戸惑う私には一瞥もくれず、数えが始まった。
いち、にい、さん……幼げな声が響く。私が隠れ場所に選んだのは、トイレ小屋の後ろ。幼子にとって程よい難易度とは難しいものである。
この緊張感は嫌いだった。そもそも、自分の小さい頃、かくれんぼをして遊んだことはあまり無い。独りっ子故なかなか友達もできず、従って群れることは苦手分野だったから。

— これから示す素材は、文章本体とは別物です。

use std::fmt::Display;

use crate::{errors::errors::{Error, ErrorImpl}, Position};

/// The richer classification of a value, including container shapes.
#[derive(Debug, Clone, Copy, PartialEq, Eq, Hash)]
pub enum Kind {
    Logical,
    Integer,
    Integer2,
    Real,
    Char,
    Null,
    Vector,
    Matrix,
    List,
}

impl Display for Kind {
    fn fmt(&self, f: &mut std::fmt::Formatter<'_>) -> std::fmt::Result {
        let name = match self {
            Kind::Logical => "LOGICAL",
            Kind::Integer => "INTEGER",
            Kind::Integer2 => "INTEGER2",
            Kind::Real => "REAL",
            Kind::Char => "CHAR",
            Kind::Null => "NULL",
            Kind::Vector => "VECTOR",
            Kind::Matrix => "MATRIX",
            Kind::List => "LIST",
        };
        write!(f, "{}", name)
    }
}

/// Primitive mode codes as the language reports them.
#[derive(Debug, Clone, Copy, PartialEq, Eq, Hash)]
#[repr(u8)]
pub enum Mode {
    Logical = 1,
    Integer = 2,
    Real = 3,
    Char = 4,
    Null = 5,
    List = 6,
    Integer2 = 7,
    Real2 = 8,
}

impl Mode {
    pub fn code(self) -> u8 {
        self as u8
    }

    /// Mode lookup for kinds that carry one directly. Vectors and matrices
    /// take the mode of their elements instead.
    pub fn of_kind(kind: Kind) -> Option<Mode> {
        match kind {
            Kind::Logical => Some(Mode::Logical),
            Kind::Integer => Some(Mode::Integer),
            Kind::Integer2 => Some(Mode::Integer2),
            Kind::Real => Some(Mode::Real),
            Kind::Char => Some(Mode::Char),
            Kind::Null => Some(Mode::Null),
            Kind::List => Some(Mode::List),
            Kind::Vector | Kind::Matrix => None,
        }
    }
}

pub const INTEGER_MIN: i64 = -32768;
pub const INTEGER_MAX: i64 = 32767;

#[derive(Debug, Clone, PartialEq)]
pub enum Value {
    Logical(bool),
    Integer(i64),
    Real(f64),
    Character(u8),
    Vector(Vector),
    Matrix(Matrix),
    List(List),
    Null,
}

pub const TRUE: Value = Value::Logical(true);
pub const FALSE: Value = Value::Logical(false);
pub const NULL: Value = Value::Null;

impl Value {
    pub fn string(text: &str) -> Value {
        Value::Vector(Vector::string(text))
    }

    pub fn kind(&self) -> Kind {
        match self {
            Value::Logical(_) => Kind::Logical,
            Value::Integer(value) => {
                if (INTEGER_MIN..=INTEGER_MAX).contains(value) {
                    Kind::Integer
                } else {
                    Kind::Integer2
                }
            }
            Value::Real(_) => Kind::Real,
            Value::Character(_) => Kind::Char,
            Value::Vector(_) => Kind::Vector,
            Value::Matrix(_) => Kind::Matrix,
            Value::List(_) => Kind::List,
            Value::Null => Kind::Null,
        }
    }

    pub fn type_name(&self) -> String {
        self.kind().to_string()
    }

    pub fn rank(&self) -> u8 {
        match self {
            Value::Null | Value::List(_) => 0,
            Value::Matrix(_) => 2,
            _ => 1,
        }
    }

    pub fn mode(&self) -> Option<Mode> {
        match self {
            Value::Vector(vector) => vector.mode,
            Value::Matrix(matrix) => matrix.mode,
            _ => Mode::of_kind(self.kind()),
        }
    }

    pub fn size(&self) -> usize {
        match self {
            Value::Null => 0,
            Value::Vector(vector) => vector.elements.len(),
            Value::Matrix(matrix) => matrix.elements.len(),
            Value::List(list) => list.elements.len(),
            _ => 1,
        }
    }

    pub fn length(&self) -> usize {
        match self {
            Value::Null => 1,
            _ => self.size(),
        }
    }

    pub fn is_scalar(&self) -> bool {
        matches!(
            self,
            Value::Logical(_) | Value::Integer(_) | Value::Real(_) | Value::Character(_)
        )
    }

    pub fn same_mode_only(&self) -> bool {
        !matches!(self, Value::List(_))
    }

    pub fn elements(&self) -> &[Value] {
        match self {
            Value::Vector(vector) => &vector.elements,
            Value::Matrix(matrix) => &matrix.elements,
            Value::List(list) => &list.elements,
            _ => &[],
        }
    }

    /// Canonical text of the value, parseable back into the same value.
    pub fn gexpr(&self) -> String {
        match self {
            Value::Logical(value) => String::from(if *value { "1" } else { "0" }),
            Value::Integer(value) => value.to_string(),
            Value::Real(value) => format_real(*value),
            Value::Character(value) => (*value as char).to_string(),
            Value::Vector(vector) => vector.gexpr(),
            Value::Matrix(matrix) => join_gexpr(&matrix.elements, " "),
            Value::List(list) => join_gexpr(&list.elements, " "),
            Value::Null => String::from("\"\""),
        }
    }

    pub fn inspect(&self) -> String {
        match self {
            Value::Character(value) => {
                format!("#<{} v={} chr='{}'>", self.kind(), value, self.gexpr())
            }
            Value::Vector(vector) if vector.is_string() => {
                format!("#<{} {:?}>", self.kind(), self.gexpr())
            }
            _ => format!("#<{} v={}>", self.kind(), self.gexpr()),
        }
    }
}

impl Display for Value {
    fn fmt(&self, f: &mut std::fmt::Formatter<'_>) -> std::fmt::Result {
        write!(f, "{}", self.gexpr())
    }
}

#[derive(Debug, Clone, PartialEq)]
pub struct Vector {
    elements: Vec<Value>,
    mode: Option<Mode>,
}

impl Vector {
    pub fn new(elements: Vec<Value>) -> Result<Vector, Error> {
        let mode = shared_mode(&elements)?;
        Ok(Vector { elements, mode })
    }

    pub fn string(text: &str) -> Vector {
        Vector {
            elements: text.bytes().map(Value::Character).collect(),
            mode: if text.is_empty() { None } else { Some(Mode::Char) },
        }
    }

    pub fn elements(&self) -> &[Value] {
        &self.elements
    }

    pub fn is_string(&self) -> bool {
        !self.elements.is_empty()
            && self.elements.iter().all(|element| matches!(element, Value::Character(_)))
    }

    fn gexpr(&self) -> String {
        if self.is_string() {
            join_gexpr(&self.elements, "")
        } else {
            join_gexpr(&self.elements, " ")
        }
    }
}

#[derive(Debug, Clone, PartialEq)]
pub struct Matrix {
    rows: usize,
    columns: usize,
    elements: Vec<Value>,
    mode: Option<Mode>,
}

impl Matrix {
    /// Elements are given in row-major order.
    pub fn new(rows: usize, columns: usize, elements: Vec<Value>) -> Result<Matrix, Error> {
        if rows * columns != elements.len() {
            return Err(Error::new(
                ErrorImpl::InvalidMatrixShape { rows, columns, elements: elements.len() },
                Position::null(),
            ));
        }

        let mode = shared_mode(&elements)?;
        Ok(Matrix { rows, columns, elements, mode })
    }

    pub fn shape(&self) -> (usize, usize) {
        (self.rows, self.columns)
    }

    pub fn elements(&self) -> &[Value] {
        &self.elements
    }

    pub fn at(&self, row: usize, column: usize) -> Option<&Value> {
        if row >= self.rows || column >= self.columns {
            return None;
        }
        self.elements.get(row * self.columns + column)
    }
}

/// Heterogeneous container: elements may have any mode.
#[derive(Debug, Clone, PartialEq, Default)]
pub struct List {
    elements: Vec<Value>,
}

impl List {
    pub fn new(elements: Vec<Value>) -> List {
        List { elements }
    }

    pub fn elements(&self) -> &[Value] {
        &self.elements
    }
}

fn shared_mode(elements: &[Value]) -> Result<Option<Mode>, Error> {
    let mut mode: Option<Mode> = None;

    for element in elements {
        let Some(element_mode) = element.mode() else {
            continue;
        };

        match mode {
            None => mode = Some(element_mode),
            Some(expected) if expected != element_mode => {
                return Err(Error::new(
                    ErrorImpl::MixedModes {
                        expected: expected.code(),
                        received: element_mode.code(),
                    },
                    Position::null(),
                ));
            }
            _ => {}
        }
    }

    Ok(mode)
}

fn join_gexpr(elements: &[Value], separator: &str) -> String {
    elements
        .iter()
        .map(|element| element.gexpr())
        .collect::<Vec<String>>()
        .join(separator)
}

/// Formats a real the way the language prints it: `1.0` as `1.`, `0.5` as
/// `.5` and `-0.5` as `-.5`. Magnitudes outside `[1e-4, 1e16)` use an
/// exponent, always with a `.` in the mantissa so the text reads back as a real.
pub fn format_real(value: f64) -> String {
    let magnitude = value.abs();

    if magnitude == 0.0 || (1e-4..1e16).contains(&magnitude) || !value.is_finite() {
        let text = value.to_string();
        if text.contains('.') || !value.is_finite() {
            return strip_zeros(&text);
        }
        return strip_zeros(&format!("{}.0", text));
    }

    let text = format!("{:e}", value);
    let (mantissa, exponent) = text.split_once('e').unwrap_or((&text, "0"));

    let mantissa = if mantissa.contains('.') {
        mantissa.to_string()
    } else {
        format!("{}.0", mantissa)
    };

    format!("{}e{}", strip_zeros(&mantissa), exponent)
}

fn strip_zeros(text: &str) -> String {
    if let Some(head) = text.strip_suffix(".0") {
        format!("{}.", head)
    } else if let Some(tail) = text.strip_prefix("-0.") {
        format!("-.{}", tail)
    } else if let Some(tail) = text.strip_prefix("0.") {
        format!(".{}", tail)
    } else {
        text.to_string()
    }
}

夏を、一人探検した。自分が隊長で、未開の地を切り開くように。……そうして、あのはじまりの社へと辿り着いた。
また少し思い出した気がする。
「何かお探しかい?」
俯いていた私に、声がかかった。
驚くもそれは眼前には居らず、宙にいた。小さな身体に、長い髪。幾分か、暗闇に溶け込んでいる。
即ち、この世界の不確かな存在。嘲るような瞳に、ハナとは違う無邪気さが窺える。
「あなたは……」
「オイラ? オイラのこと? 何に見える?」
けけけ、と笑う。あまりにも突飛な出会いに、頭が混乱する。
「それ以上でも以下でもない。君が思うように思えばいい」
もーいーかーい、と、開始の合図が響いた。
必死だねぇ……と他人事のような呟きに、私は思いきって尋ねた。いや、尋ねるべき存在であると、直感的に動かされたのだ。
「この世界のことを教えて」
そう口にすると微かに笑った。
「まだ分からないのかい? この世界の役割が」
ちらりとハナの方を見やる。
紛れもない、純粋に満ちた子供の姿だった。
「このままじゃ、あの子は一生この世界で生きることになるだろうね」
「何言ってるの……。私には、ハナは楽しそうに見えるけど」
「幸せだろうね。遊んでいれば日が暮れるんだもの」
私に同意するでもなく、また否定するでもなく言い放つ。
「でもここは、この世界は――――――」
日暮れ。息を潜める者の時間。
「ご明察。そう、もう夜なんだよ」
楽しい時間もここまでだった。
もっともっと遊びたい。嫌なことも忘れて遊んでいたい。そう乞い願うのは、子供もオトナもおんなじだ。